Items from a dataset ->
※ ※ ※
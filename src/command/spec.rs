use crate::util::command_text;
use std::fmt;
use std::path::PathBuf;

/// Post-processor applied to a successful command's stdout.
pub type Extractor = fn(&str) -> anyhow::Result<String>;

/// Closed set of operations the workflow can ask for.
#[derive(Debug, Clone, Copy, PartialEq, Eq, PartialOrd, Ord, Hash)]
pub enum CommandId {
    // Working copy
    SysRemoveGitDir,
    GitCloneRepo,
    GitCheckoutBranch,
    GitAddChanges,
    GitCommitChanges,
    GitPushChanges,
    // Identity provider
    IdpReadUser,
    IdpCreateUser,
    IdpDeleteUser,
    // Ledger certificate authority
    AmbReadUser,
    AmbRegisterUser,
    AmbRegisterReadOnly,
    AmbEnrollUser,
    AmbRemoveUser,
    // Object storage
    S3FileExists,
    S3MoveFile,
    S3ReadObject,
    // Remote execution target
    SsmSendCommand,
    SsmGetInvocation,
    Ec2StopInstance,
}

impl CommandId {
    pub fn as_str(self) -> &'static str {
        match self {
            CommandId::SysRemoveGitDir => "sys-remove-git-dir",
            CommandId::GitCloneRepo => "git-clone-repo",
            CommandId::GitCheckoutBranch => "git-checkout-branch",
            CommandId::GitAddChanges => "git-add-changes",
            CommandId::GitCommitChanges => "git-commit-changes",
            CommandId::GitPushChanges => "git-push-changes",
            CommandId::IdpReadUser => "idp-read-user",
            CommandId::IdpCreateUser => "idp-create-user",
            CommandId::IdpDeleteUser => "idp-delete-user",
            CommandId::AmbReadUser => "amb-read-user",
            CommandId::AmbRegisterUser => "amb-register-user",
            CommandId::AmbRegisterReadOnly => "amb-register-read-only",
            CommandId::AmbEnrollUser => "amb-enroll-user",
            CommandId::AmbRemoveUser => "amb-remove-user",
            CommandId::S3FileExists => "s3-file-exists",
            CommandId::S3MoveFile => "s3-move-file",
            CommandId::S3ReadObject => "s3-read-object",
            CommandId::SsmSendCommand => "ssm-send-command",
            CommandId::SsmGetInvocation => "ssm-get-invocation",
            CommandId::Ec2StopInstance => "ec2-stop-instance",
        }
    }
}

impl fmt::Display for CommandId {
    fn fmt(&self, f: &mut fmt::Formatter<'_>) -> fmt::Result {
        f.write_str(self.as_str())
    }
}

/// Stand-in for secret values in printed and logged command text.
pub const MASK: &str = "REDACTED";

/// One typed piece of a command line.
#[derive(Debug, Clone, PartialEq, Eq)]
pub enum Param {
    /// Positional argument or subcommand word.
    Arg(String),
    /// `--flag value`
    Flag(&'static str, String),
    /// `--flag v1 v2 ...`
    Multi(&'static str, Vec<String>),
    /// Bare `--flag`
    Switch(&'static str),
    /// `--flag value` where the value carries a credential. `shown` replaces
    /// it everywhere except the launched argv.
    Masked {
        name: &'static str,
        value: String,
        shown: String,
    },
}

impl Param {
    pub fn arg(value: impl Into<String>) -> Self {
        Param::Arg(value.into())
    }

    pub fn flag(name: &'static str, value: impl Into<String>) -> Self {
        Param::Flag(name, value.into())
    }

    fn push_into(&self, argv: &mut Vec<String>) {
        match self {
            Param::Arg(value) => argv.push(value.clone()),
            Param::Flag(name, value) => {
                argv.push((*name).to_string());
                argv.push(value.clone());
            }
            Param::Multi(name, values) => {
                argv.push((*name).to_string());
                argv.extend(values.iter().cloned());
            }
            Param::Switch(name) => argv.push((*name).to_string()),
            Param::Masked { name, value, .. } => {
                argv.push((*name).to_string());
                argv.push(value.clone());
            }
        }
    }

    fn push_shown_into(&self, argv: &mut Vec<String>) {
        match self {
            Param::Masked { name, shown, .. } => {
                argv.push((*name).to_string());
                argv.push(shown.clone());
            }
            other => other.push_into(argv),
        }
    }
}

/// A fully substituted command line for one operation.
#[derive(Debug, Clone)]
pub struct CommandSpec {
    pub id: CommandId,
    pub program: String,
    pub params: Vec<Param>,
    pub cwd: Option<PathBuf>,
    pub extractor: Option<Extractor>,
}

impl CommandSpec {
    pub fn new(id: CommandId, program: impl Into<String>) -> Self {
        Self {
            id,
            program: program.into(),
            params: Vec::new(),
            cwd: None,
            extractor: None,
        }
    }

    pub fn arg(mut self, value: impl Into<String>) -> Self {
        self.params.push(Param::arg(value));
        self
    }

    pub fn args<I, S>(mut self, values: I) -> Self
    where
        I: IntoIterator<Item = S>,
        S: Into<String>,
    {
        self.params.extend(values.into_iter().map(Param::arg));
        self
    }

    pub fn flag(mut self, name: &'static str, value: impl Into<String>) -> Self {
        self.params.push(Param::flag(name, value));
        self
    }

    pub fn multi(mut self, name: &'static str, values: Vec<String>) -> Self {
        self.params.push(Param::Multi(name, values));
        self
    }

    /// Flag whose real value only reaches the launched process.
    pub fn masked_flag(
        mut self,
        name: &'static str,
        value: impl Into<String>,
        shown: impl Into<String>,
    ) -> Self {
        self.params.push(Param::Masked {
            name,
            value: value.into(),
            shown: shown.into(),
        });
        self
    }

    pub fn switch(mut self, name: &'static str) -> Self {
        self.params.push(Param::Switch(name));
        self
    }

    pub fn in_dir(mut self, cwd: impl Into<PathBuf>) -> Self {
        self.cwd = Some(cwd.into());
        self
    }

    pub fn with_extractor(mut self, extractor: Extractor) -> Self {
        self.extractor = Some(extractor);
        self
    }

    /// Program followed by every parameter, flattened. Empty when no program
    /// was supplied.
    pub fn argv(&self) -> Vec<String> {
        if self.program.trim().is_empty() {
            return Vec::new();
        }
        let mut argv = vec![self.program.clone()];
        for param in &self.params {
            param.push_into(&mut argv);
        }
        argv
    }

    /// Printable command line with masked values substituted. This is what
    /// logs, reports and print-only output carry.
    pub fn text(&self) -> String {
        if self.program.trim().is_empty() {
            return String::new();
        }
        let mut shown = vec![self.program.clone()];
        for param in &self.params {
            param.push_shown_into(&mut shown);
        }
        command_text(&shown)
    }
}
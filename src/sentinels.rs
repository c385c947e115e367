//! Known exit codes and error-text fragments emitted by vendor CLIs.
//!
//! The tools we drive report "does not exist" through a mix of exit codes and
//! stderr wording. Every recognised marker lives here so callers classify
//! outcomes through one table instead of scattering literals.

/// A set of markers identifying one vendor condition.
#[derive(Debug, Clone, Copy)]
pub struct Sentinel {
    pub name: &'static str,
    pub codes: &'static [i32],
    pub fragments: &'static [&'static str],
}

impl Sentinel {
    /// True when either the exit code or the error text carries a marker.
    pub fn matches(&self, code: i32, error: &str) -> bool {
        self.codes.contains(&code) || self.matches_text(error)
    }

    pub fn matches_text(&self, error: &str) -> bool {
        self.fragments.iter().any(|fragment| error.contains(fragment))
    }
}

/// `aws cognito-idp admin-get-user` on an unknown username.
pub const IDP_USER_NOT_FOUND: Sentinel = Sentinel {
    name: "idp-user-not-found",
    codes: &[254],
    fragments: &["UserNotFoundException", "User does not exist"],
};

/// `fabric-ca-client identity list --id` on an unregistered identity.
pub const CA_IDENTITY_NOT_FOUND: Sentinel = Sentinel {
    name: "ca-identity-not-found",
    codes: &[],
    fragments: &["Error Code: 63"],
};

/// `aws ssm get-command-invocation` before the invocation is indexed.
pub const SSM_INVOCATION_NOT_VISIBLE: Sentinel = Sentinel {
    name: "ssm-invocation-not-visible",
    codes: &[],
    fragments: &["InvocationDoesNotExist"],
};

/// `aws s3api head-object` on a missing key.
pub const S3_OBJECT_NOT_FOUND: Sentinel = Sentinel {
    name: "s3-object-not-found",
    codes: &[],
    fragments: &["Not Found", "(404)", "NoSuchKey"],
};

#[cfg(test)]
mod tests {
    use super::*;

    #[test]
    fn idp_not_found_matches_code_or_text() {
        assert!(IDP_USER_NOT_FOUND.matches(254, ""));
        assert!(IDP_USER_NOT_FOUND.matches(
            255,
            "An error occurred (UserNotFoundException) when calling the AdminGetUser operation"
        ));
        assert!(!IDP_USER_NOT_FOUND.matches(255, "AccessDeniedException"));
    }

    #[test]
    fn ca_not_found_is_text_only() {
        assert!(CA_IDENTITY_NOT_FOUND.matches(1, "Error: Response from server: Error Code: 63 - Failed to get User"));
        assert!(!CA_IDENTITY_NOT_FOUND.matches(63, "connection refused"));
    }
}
※ ※ ※
Assignment ->
For each line of the data that includes the word "values", return a copy of it.

Exercise answer ->
/// Stand-in for secret values in printed and logged command text.
            Param::Multi(name, values) => {
                argv.extend(values.iter().cloned());
    pub fn args<I, S>(mut self, values: I) -> Self
        self.params.extend(values.into_iter().map(Param::arg));
    pub fn multi(mut self, name: &'static str, values: Vec<String>) -> Self {
        self.params.push(Param::Multi(name, values));
    /// Printable command line with masked values substituted. This is what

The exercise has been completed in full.